Among the entries, how many lines carry the string "IdeaContent"? Give the number and nothing else.

-------- DATA SECTION

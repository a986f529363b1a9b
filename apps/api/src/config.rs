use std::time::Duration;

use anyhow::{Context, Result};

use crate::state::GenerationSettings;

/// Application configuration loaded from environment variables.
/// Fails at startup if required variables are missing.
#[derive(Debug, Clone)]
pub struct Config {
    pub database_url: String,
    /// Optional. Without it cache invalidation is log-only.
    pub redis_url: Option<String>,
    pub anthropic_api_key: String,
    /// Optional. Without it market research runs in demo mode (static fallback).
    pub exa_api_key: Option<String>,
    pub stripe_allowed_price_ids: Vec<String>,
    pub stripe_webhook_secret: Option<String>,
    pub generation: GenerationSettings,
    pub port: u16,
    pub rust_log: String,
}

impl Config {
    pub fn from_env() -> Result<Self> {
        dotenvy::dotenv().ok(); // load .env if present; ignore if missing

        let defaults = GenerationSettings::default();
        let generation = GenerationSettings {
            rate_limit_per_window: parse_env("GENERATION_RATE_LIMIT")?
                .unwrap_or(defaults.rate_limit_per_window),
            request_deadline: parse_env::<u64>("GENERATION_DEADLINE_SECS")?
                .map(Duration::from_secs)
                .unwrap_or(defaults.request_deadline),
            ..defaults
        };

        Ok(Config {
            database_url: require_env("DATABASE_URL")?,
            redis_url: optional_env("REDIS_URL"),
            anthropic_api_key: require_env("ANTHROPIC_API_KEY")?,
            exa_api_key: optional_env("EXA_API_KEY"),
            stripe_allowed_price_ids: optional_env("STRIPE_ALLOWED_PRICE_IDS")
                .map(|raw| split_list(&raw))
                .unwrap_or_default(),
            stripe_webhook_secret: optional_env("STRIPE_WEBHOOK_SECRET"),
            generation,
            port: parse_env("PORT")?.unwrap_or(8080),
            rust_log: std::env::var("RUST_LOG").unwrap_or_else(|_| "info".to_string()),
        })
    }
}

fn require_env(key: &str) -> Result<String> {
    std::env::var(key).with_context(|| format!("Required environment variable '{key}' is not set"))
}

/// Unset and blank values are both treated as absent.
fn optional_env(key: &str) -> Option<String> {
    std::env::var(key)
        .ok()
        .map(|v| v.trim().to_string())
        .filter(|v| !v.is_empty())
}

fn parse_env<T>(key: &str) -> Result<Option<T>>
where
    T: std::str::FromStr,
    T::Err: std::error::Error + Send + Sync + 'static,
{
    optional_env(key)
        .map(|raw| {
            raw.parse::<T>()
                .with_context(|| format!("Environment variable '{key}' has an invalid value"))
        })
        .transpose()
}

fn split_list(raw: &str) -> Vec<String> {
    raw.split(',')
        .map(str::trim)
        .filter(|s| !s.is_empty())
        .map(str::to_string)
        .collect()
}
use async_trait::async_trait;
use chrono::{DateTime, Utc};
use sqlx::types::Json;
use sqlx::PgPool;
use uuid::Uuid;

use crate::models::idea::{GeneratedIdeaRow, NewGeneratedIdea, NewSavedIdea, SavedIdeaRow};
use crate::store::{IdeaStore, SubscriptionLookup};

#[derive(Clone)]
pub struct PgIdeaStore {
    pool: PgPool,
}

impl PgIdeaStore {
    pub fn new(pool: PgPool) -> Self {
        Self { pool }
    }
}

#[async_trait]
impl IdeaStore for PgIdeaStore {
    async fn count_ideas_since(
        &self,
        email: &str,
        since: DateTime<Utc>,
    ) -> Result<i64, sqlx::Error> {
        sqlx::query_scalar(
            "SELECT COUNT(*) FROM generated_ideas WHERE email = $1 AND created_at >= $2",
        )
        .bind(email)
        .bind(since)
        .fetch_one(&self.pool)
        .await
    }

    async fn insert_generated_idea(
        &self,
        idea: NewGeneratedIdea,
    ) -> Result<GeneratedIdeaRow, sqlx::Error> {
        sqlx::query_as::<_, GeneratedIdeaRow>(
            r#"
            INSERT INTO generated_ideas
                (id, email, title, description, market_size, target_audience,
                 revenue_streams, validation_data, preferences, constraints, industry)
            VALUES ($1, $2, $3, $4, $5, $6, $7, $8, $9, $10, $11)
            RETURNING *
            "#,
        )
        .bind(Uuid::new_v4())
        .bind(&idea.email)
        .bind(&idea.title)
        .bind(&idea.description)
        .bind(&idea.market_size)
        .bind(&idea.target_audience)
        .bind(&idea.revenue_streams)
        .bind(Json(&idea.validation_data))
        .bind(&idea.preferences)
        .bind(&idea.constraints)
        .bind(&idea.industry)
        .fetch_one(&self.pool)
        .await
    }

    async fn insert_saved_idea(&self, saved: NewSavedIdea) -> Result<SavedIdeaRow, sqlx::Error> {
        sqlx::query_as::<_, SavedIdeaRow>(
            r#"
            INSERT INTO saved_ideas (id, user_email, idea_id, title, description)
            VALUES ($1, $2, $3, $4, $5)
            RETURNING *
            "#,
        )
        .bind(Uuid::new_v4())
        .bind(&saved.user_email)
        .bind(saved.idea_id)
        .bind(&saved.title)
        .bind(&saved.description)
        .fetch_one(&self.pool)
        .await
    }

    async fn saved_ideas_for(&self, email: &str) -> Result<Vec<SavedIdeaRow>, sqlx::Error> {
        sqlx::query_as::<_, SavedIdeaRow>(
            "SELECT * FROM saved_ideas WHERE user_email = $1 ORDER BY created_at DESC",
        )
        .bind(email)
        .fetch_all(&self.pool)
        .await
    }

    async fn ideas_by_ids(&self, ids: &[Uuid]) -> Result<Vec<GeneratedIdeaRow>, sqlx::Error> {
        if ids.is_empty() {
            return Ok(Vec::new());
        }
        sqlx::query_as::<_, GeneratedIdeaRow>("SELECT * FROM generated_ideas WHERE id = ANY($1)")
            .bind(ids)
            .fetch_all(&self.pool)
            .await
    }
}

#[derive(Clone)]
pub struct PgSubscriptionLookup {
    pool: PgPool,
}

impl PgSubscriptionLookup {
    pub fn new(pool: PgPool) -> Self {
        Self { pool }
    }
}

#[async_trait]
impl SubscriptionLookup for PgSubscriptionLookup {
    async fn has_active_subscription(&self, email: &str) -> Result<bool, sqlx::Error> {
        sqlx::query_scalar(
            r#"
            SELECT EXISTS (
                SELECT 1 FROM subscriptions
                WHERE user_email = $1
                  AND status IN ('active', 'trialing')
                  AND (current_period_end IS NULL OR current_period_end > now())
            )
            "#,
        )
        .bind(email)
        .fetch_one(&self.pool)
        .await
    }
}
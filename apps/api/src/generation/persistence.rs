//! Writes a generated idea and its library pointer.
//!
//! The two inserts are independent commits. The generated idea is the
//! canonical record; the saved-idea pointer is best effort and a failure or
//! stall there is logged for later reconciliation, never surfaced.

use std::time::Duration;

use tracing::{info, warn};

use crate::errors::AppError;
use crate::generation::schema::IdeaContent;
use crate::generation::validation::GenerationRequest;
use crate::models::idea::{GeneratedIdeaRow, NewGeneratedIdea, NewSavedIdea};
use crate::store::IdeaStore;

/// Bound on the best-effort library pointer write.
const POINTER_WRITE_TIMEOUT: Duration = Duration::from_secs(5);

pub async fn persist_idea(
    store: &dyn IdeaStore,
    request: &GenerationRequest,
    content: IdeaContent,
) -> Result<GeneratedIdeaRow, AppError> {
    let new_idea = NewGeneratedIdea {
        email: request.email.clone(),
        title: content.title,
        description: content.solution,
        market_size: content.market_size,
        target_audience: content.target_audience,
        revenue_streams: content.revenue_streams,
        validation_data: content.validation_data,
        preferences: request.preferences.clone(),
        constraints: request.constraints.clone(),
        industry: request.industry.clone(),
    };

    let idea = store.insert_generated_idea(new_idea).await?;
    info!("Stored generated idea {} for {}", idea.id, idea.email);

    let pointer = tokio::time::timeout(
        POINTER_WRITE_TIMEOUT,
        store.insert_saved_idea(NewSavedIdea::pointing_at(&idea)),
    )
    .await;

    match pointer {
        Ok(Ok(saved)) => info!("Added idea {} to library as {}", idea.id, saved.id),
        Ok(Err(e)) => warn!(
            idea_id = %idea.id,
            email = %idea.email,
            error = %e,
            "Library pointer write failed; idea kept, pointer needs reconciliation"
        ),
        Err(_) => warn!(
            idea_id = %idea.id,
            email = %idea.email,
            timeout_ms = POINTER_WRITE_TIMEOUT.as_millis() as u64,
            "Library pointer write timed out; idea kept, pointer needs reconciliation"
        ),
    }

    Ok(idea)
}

----------------

*SOLUTION BELOW:* 2